As Hallie Iglehart Austen put it so well:


The womanspirit movement is a necessity, not a luxury. Without it, we are operating with only half our potential tools and power. What we think we want is based on what we think is possible; one of womanspirit’s most important functions is to create and implement a feminist vision. We need tools such as meditation, personal mythology, natural healing, dreamwork, study of matriarchal history and mythology, and ritual to reach beyond the possibility laid out for us by the patriarchy. We cannot wait until after the revolution for the new order to rise up, phoenix-like, out of the ashes of the old. We need to lay the groundwork now through lifetimes of hard work in researching, experimenting with, and practicing a new integration of “politics” and “spirituality.” We need new ways of healing, self- knowledge, self-power, new ways of being and relating to ourselves, one another, the Earth, and the cosmos. If we neglect them, we will create only a new version of the overly competitive, dualistic, rational, technological patriarchy.
Ultimately the goals of spirituality and of revolutionary politics are the same: to create a world in which love, equality, freedom, and fulfillment of individual and collective potential is possible. If we unite the two approaches to these common goals, we will experience this fulfillment.
From “The Unnatural Divorce of Spirituality and Politics” in The Politics of Women’s Spirituality by Charlene Spretnak.
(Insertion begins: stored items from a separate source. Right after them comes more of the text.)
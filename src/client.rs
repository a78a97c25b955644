//! HTTP client for the bundle store API

use crate::api::{
    CreateBundleResponse, ErrorResponse, ListBundlesResponse, PreflightRequest, PreflightResponse,
};
use crate::config::ClientConfig;
use crate::manifest::{BundleDraft, BundleSummary, FileEntry};
use crate::{Error, Result};
use reqwest::StatusCode;
use std::path::Path;
use tokio_util::io::ReaderStream;
use tracing::debug;

/// Client for the bundle store REST API
#[derive(Debug, Clone)]
pub struct ApiClient {
    http: reqwest::Client,
    base_url: String,
}

impl ApiClient {
    /// Build a client for the given base URL with a per-request timeout.
    pub fn new(config: &ClientConfig) -> Result<Self> {
        let http = reqwest::Client::builder()
            .timeout(config.timeout)
            .build()?;
        Ok(Self {
            http,
            base_url: config.api_url.trim_end_matches('/').to_string(),
        })
    }

    /// Ask the server which of the given files' hashes are missing.
    pub async fn preflight(&self, files: &[FileEntry]) -> Result<Vec<String>> {
        let url = format!("{}/bundles/preflight", self.base_url);
        let response = self
            .http
            .post(&url)
            .json(&PreflightRequest {
                files: files.to_vec(),
            })
            .send()
            .await?;

        let response = check_status(response).await?;
        let parsed: PreflightResponse = response.json().await?;
        Ok(parsed.missing)
    }

    /// Upload one blob from a local file, streaming the body. Returns
    /// true if the upload published the blob, false if it already
    /// existed.
    pub async fn upload_blob(&self, hash: &str, size_bytes: u64, path: &Path) -> Result<bool> {
        let url = format!("{}/blobs/{}", self.base_url, hash);
        let file = tokio::fs::File::open(path).await?;
        let body = reqwest::Body::wrap_stream(ReaderStream::new(file));

        let response = self
            .http
            .put(&url)
            .query(&[("size_bytes", size_bytes)])
            .header(reqwest::header::CONTENT_TYPE, "application/octet-stream")
            .body(body)
            .send()
            .await?;

        let status = response.status();
        check_status(response).await?;
        let created = status == StatusCode::CREATED;
        debug!(hash, created, "blob uploaded");
        Ok(created)
    }

    /// Commit a bundle manifest draft.
    pub async fn create_bundle(&self, draft: &BundleDraft) -> Result<CreateBundleResponse> {
        let url = format!("{}/bundles", self.base_url);
        let response = self.http.post(&url).json(draft).send().await?;
        let response = check_status(response).await?;
        Ok(response.json().await?)
    }

    /// List bundle summaries, newest first.
    pub async fn list_bundles(
        &self,
        page: Option<usize>,
        page_size: Option<usize>,
    ) -> Result<Vec<BundleSummary>> {
        let url = format!("{}/bundles", self.base_url);
        let mut request = self.http.get(&url);
        if let Some(page) = page {
            request = request.query(&[("page", page)]);
        }
        if let Some(page_size) = page_size {
            request = request.query(&[("page_size", page_size)]);
        }

        let response = check_status(request.send().await?).await?;
        let parsed: ListBundlesResponse = response.json().await?;
        Ok(parsed.bundles)
    }

    /// Start a bundle archive download. The caller drains the returned
    /// response in chunks.
    pub async fn download_bundle(&self, id: &str, format: &str) -> Result<reqwest::Response> {
        let url = format!("{}/bundles/{}/download", self.base_url, id);
        let response = self
            .http
            .get(&url)
            .query(&[("format", format)])
            .send()
            .await?;
        check_status(response).await
    }
}

/// Turn a non-2xx response into [`Error::Api`], carrying the server's
/// `detail` message when one is present.
async fn check_status(response: reqwest::Response) -> Result<reqwest::Response> {
    let status = response.status();
    if status.is_success() {
        return Ok(response);
    }

    let detail = match response.json::<ErrorResponse>().await {
        Ok(body) => body.detail,
        Err(_) => status
            .canonical_reason()
            .unwrap_or("unknown error")
            .to_string(),
    };

    Err(Error::Api {
        status: status.as_u16(),
        detail,
    })
}
//! Create command implementation

use crate::bundler::{self, DEFAULT_UPLOAD_CONCURRENCY};
use crate::client::ApiClient;
use crate::config::ClientConfig;
use crate::Result;
use clap::Args;
use std::path::PathBuf;

/// Arguments for the create command
#[derive(Args)]
pub struct CreateArgs {
    /// Files or directories to include in the bundle
    #[arg(required = true)]
    pub paths: Vec<PathBuf>,

    /// API server URL (overrides API_URL)
    #[arg(long)]
    pub api_url: Option<String>,

    /// Number of parallel blob uploads
    #[arg(long, default_value_t = DEFAULT_UPLOAD_CONCURRENCY)]
    pub concurrency: usize,
}

/// Run the create command
pub async fn run(args: CreateArgs) -> Result<()> {
    let mut config = ClientConfig::from_env()?;
    if let Some(url) = args.api_url {
        config.api_url = url;
    }
    let client = ApiClient::new(&config)?;

    let outcome = bundler::create_bundle(&client, &args.paths, args.concurrency).await?;

    println!("Created bundle: {}", outcome.id);
    println!("  Files: {}", outcome.file_count);
    println!("  Total size: {} bytes", outcome.total_bytes);
    println!("  Blobs uploaded: {}", outcome.uploaded);
    println!("  Merkle root: {}", outcome.merkle_root);

    Ok(())
}
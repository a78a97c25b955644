//! Error types for packstore

use thiserror::Error;

/// Main error type for packstore operations
#[derive(Error, Debug)]
pub enum Error {
    #[error("IO error: {0}")]
    Io(#[from] std::io::Error),

    #[error("Serialization error: {0}")]
    Serialization(#[from] serde_json::Error),

    #[error("Invalid hash: {reason}")]
    InvalidHash { reason: String },

    #[error("Invalid bundle path '{path}': {reason}")]
    InvalidPath { path: String, reason: String },

    #[error("Declared size {declared} exceeds maximum allowed {max}")]
    TooLarge { declared: u64, max: u64 },

    #[error("Hash mismatch: expected {expected}, got {actual}")]
    HashMismatch { expected: String, actual: String },

    #[error("Missing blobs: {}", .hashes.join(", "))]
    MissingBlobs { hashes: Vec<String> },

    #[error("Merkle root mismatch: expected {expected}, got {actual}")]
    MerkleMismatch { expected: String, actual: String },

    #[error("Bundle ID '{id}' already exists")]
    IdConflict { id: String },

    #[error("Bundle '{id}' not found")]
    BundleNotFound { id: String },

    #[error("Unsupported format '{format}'. Only 'zip' is supported.")]
    UnsupportedFormat { format: String },

    #[error("No files discovered from input paths")]
    NoFilesFound,

    #[error("Invalid configuration: {reason}")]
    Configuration { reason: String },

    #[error("Storage error: {reason}")]
    Storage { reason: String },

    #[error("Archive error: {0}")]
    Archive(#[from] zip::result::ZipError),

    #[error("Network error: {0}")]
    Network(#[from] reqwest::Error),

    #[error("API error ({status}): {detail}")]
    Api { status: u16, detail: String },
}

/// Result type alias for packstore operations
pub type Result<T> = std::result::Result<T, Error>;

impl Error {
    /// Process exit code for the client CLI: 2 for invalid input or a
    /// missing file, 4 for network and I/O failures.
    pub fn exit_code(&self) -> i32 {
        match self {
            Error::InvalidHash { .. }
            | Error::InvalidPath { .. }
            | Error::UnsupportedFormat { .. }
            | Error::NoFilesFound
            | Error::BundleNotFound { .. }
            | Error::Configuration { .. } => 2,
            Error::Api { status: 404, .. } => 2,
            _ => 4,
        }
    }
}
In addition to the paperback and Kindle versions of the book, the website keystotheopengate.net


contains excerpts, bibliographies, and online updates to supplement the original text. If you find the book interesting or helpful, please let others know. Also, interviews on Amazon are always helpful.
May we all join together to draw upon the feminine principle which lies upstream of political, social and spiritual movements and help to fearlessly bring sanity, kindness, and balance back into this crazy world in our own unique ways.